February 22, 2022
Maintaining a healthy or stable weight throughout your lifetime may help to curb your chances of developing dementia, according to two new studies.
One of those studies, a large new analysis of data recovered over a period that spanned almost four decades, found that your 40s may be a particularly risky time of life to put on extra pounds. After age 70, though, being overweight may lower your risk of dementia, the study found. Alzheimer’s disease remains the most common form of dementia overall.
For the study, researchers looked at 3,632 men and women who were part of the large and ongoing Framingham Offspring Study, a long and important epidemiological study that followed sons and daughters of Massachusetts residents over generations. They ranged in age from 20 to 60 at the study’s start, from 1979 to 1983, and none had dementia.
Study participants got regular medical checkups, as well as tests of memory and thinking skills. The health exams included weigh-ins and a calculation of their body mass index, or BMI, a measure that considers weight and height to determine whether someone is overweight. You can calculate your BMI using online tools such as that found at the Centers for Disease Control and Prevention at: https://www.cdc.gov/healthyweight/assessing/bmi/adult_bmi/english_bmi_calculator/bmi_calculator.html. A BMI between 18 and 25 is considered healthy; 25 to 30 is overweight; and over 30 is considered obese.
Over the next 38 years, by 2017, 190 of those in the study had developed Alzheimer’s disease or other forms of dementia. The researchers found that for each 1 unit increase in BMI during a person’s 40s, the greater the risk of developing dementia. People who were obese in their 40s, with a BMI or 30 or higher, were also at higher risk of dementia.
Carrying excess weight in your 50s and 60s, on the other hand, was not associated with an increased dementia risk. Those findings are consistent with earlier reports that being overweight in late middle is not tied to an increased dementia risk.
And after age 70, carrying extra weight was linked to a lower risk of dementia. Other studies have shown that elderly people who start losing weight are at increased risk of developing dementia. Indeed, weight loss may precede an Alzheimer’s diagnosis by five to 10 years.
The authors suggest that monitoring your BMI at different stages throughout your lifetime, and seeking to maintain a healthy weight, you lower your dementia risk in old age. The findings were published in the American Journal of Epidemiology.
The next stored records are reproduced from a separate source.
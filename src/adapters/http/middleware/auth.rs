//! Authentication middleware and extractors for axum.
//!
//! This module provides:
//! - `auth_middleware` - Resolves the access token and injects the user into extensions
//! - `RequireAuth` - Extractor that requires authentication
//! - `OptionalAuth` - Extractor for optional authentication
//!
//! ```text
//! Request → auth_middleware → AuthenticatedUser or AuthFailure in extensions
//!                                      ↓
//!                              Handler → RequireAuth / OptionalAuth
//! ```
//!
//! The token is taken from `Authorization: Bearer <token>` first and from
//! the `access_token` cookie otherwise. The middleware never rejects a
//! request itself; routes decide whether authentication is required.

use std::sync::Arc;

use axum::{
    extract::{Request, State},
    http::{header::AUTHORIZATION, StatusCode},
    middleware::Next,
    response::{IntoResponse, Response},
    Json,
};
use tower_cookies::Cookies;

use crate::adapters::http::error::ErrorResponse;
use crate::application::handlers::AuthenticateHandler;
use crate::domain::foundation::{AuthError, AuthenticatedUser};

/// Name of the cookie carrying the access token.
pub const ACCESS_TOKEN_COOKIE: &str = "access_token";

/// Auth middleware state - resolves tokens to users.
pub type AuthState = Arc<AuthenticateHandler>;

/// Why a presented token was not accepted. Stored in request extensions
/// so `RequireAuth` can report the specific reason.
#[derive(Debug, Clone)]
pub struct AuthFailure(pub AuthError);

/// Extracts the raw token from the request, header before cookie.
fn extract_token(request: &Request, cookies: &Cookies) -> Option<String> {
    let from_header = request
        .headers()
        .get(AUTHORIZATION)
        .and_then(|h| h.to_str().ok())
        .and_then(|h| h.strip_prefix("Bearer "))
        .map(str::trim)
        .filter(|t| !t.is_empty())
        .map(str::to_string);

    from_header.or_else(|| {
        cookies
            .get(ACCESS_TOKEN_COOKIE)
            .map(|c| c.value().to_string())
            .filter(|t| !t.is_empty())
    })
}

/// Authentication middleware.
///
/// On success injects `AuthenticatedUser`; on a rejected token injects
/// `AuthFailure`; without a token continues untouched.
pub async fn auth_middleware(
    State(authenticator): State<AuthState>,
    cookies: Cookies,
    mut request: Request,
    next: Next,
) -> Response {
    if let Some(token) = extract_token(&request, &cookies) {
        match authenticator.handle(&token).await {
            Ok(user) => {
                request.extensions_mut().insert(user);
            }
            Err(e) => {
                tracing::debug!(reason = %e, "Access token rejected");
                request.extensions_mut().insert(AuthFailure(e));
            }
        }
    }

    next.run(request).await
}

/// Extractor that requires authentication.
///
/// ```ignore
/// async fn me(RequireAuth(user): RequireAuth) -> impl IntoResponse {
///     user.username
/// }
/// ```
#[derive(Debug, Clone)]
pub struct RequireAuth(pub AuthenticatedUser);

impl<S> axum::extract::FromRequestParts<S> for RequireAuth
where
    S: Send + Sync,
{
    type Rejection = AuthRejection;

    fn from_request_parts<'life0, 'life1, 'async_trait>(
        parts: &'life0 mut axum::http::request::Parts,
        _state: &'life1 S,
    ) -> std::pin::Pin<
        Box<dyn std::future::Future<Output = Result<Self, Self::Rejection>> + Send + 'async_trait>,
    >
    where
        'life0: 'async_trait,
        'life1: 'async_trait,
        Self: 'async_trait,
    {
        Box::pin(async move {
            if let Some(user) = parts.extensions.get::<AuthenticatedUser>() {
                return Ok(RequireAuth(user.clone()));
            }
            let error = parts
                .extensions
                .get::<AuthFailure>()
                .map(|f| f.0.clone())
                .unwrap_or(AuthError::MissingToken);
            Err(AuthRejection(error))
        })
    }
}

/// Extractor for optional authentication.
///
/// Rejected tokens are treated like no token at all.
#[derive(Debug, Clone)]
pub struct OptionalAuth(pub Option<AuthenticatedUser>);

impl<S> axum::extract::FromRequestParts<S> for OptionalAuth
where
    S: Send + Sync,
{
    type Rejection = std::convert::Infallible;

    fn from_request_parts<'life0, 'life1, 'async_trait>(
        parts: &'life0 mut axum::http::request::Parts,
        _state: &'life1 S,
    ) -> std::pin::Pin<
        Box<dyn std::future::Future<Output = Result<Self, Self::Rejection>> + Send + 'async_trait>,
    >
    where
        'life0: 'async_trait,
        'life1: 'async_trait,
        Self: 'async_trait,
    {
        Box::pin(async move {
            let user = parts.extensions.get::<AuthenticatedUser>().cloned();
            Ok(OptionalAuth(user))
        })
    }
}

/// Rejection type for authentication failures.
#[derive(Debug, Clone, PartialEq, Eq)]
pub struct AuthRejection(pub AuthError);

impl IntoResponse for AuthRejection {
    fn into_response(self) -> Response {
        auth_error_response(self.0)
    }
}

/// Maps an `AuthError` to its HTTP response.
pub fn auth_error_response(error: AuthError) -> Response {
    match error {
        AuthError::InsufficientPermissions => (
            StatusCode::FORBIDDEN,
            Json(ErrorResponse::forbidden(error.to_string())),
        )
            .into_response(),
        AuthError::Internal(msg) => {
            tracing::error!(error = %msg, "Authentication failed internally");
            (
                StatusCode::INTERNAL_SERVER_ERROR,
                Json(ErrorResponse::internal()),
            )
                .into_response()
        }
        other => (
            StatusCode::UNAUTHORIZED,
            Json(ErrorResponse::unauthorized(other.to_string())),
        )
            .into_response(),
    }
}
In the second study, in the journal Alzheimer’s & Dementia, researchers found that maintaining a stable weight after age 60 bodes well for brain health. In that study, researchers looked at almost 16,000 seniors and found that gaining or losing more than 5 percent of your baseline weight was tied to a faster decline in thinking and memory skills. It didn’t matter if you were normal weight, overweight or obese; rather, significant weight gains or loss was tied to worse cognitive health.
Scientists continue to study how weight may affect brain health. Carrying excess weight has been closely linked with a variety of diseases that affect the heart and blood vessels, including heart disease, high blood pressure and diabetes. And increasingly, doctors believe that what’s good for the heart is good for the brain.
Scientists also speculate that cells specialized in making fat may also produce harmful chemicals that promote inflammation, traveling through blood vessels throughout the body, including to the brain. People who are overweight may also tend to have diets low in “healthy,” unsaturated fats, such as those found in fish and vegetable oils, including olive oil. Overweight people may also get less exercise than those who are of normal weight.
Many factors go into determining who ultimately gets Alzheimer’s disease, and being overweight does not mean you will develop Alzheimer’s disease, only that you are at higher risk. But anything that might delay the onset of Alzheimer’s could have a significant impact on quality of life for both those with the disease and those caring for them.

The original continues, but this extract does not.